» EXERCISE:
Return the records in full, with every character preserved.

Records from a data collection

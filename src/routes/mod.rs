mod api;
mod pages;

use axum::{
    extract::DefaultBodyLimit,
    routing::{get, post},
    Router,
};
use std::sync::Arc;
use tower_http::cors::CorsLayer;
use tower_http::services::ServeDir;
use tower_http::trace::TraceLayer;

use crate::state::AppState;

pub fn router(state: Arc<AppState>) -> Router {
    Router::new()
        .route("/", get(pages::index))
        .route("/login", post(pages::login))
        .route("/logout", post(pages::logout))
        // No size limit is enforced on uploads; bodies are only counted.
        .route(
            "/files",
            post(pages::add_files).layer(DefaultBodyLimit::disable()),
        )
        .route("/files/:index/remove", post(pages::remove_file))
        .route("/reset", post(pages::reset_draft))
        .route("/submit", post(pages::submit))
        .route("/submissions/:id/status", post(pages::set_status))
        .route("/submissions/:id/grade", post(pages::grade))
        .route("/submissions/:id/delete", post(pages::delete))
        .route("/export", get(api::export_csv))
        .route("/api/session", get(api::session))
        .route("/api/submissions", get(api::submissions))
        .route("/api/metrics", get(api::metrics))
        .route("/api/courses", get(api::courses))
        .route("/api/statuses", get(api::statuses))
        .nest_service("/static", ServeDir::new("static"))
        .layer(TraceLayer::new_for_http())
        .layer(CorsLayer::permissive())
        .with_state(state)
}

» TASK RESULT:
filename src/routes/mod.rs
mod api;
mod pages;

use axum::{
    extract::DefaultBodyLimit,
    routing::{get, post},
    Router,
};
use std::sync::Arc;
use tower_http::cors::CorsLayer;
use tower_http::services::ServeDir;
use tower_http::trace::TraceLayer;

use crate::state::AppState;

pub fn router(state: Arc<AppState>) -> Router {
    Router::new()
        .route("/", get(pages::index))
        .route("/login", post(pages::login))
        .route("/logout", post(pages::logout))
        // No size limit is enforced on uploads; bodies are only counted.
        .route(
            "/files",
            post(pages::add_files).layer(DefaultBodyLimit::disable()),
        )
        .route("/files/:index/remove", post(pages::remove_file))
        .route("/reset", post(pages::reset_draft))
        .route("/submit", post(pages::submit))
        .route("/submissions/:id/status", post(pages::set_status))
        .route("/submissions/:id/grade", post(pages::grade))
        .route("/submissions/:id/delete", post(pages::delete))
        .route("/export", get(api::export_csv))
        .route("/api/session", get(api::session))
        .route("/api/submissions", get(api::submissions))
        .route("/api/metrics", get(api::metrics))
        .route("/api/courses", get(api::courses))
        .route("/api/statuses", get(api::statuses))
        .nest_service("/static", ServeDir::new("static"))
        .layer(TraceLayer::new_for_http())
        .layer(CorsLayer::permissive())
        .with_state(state)
}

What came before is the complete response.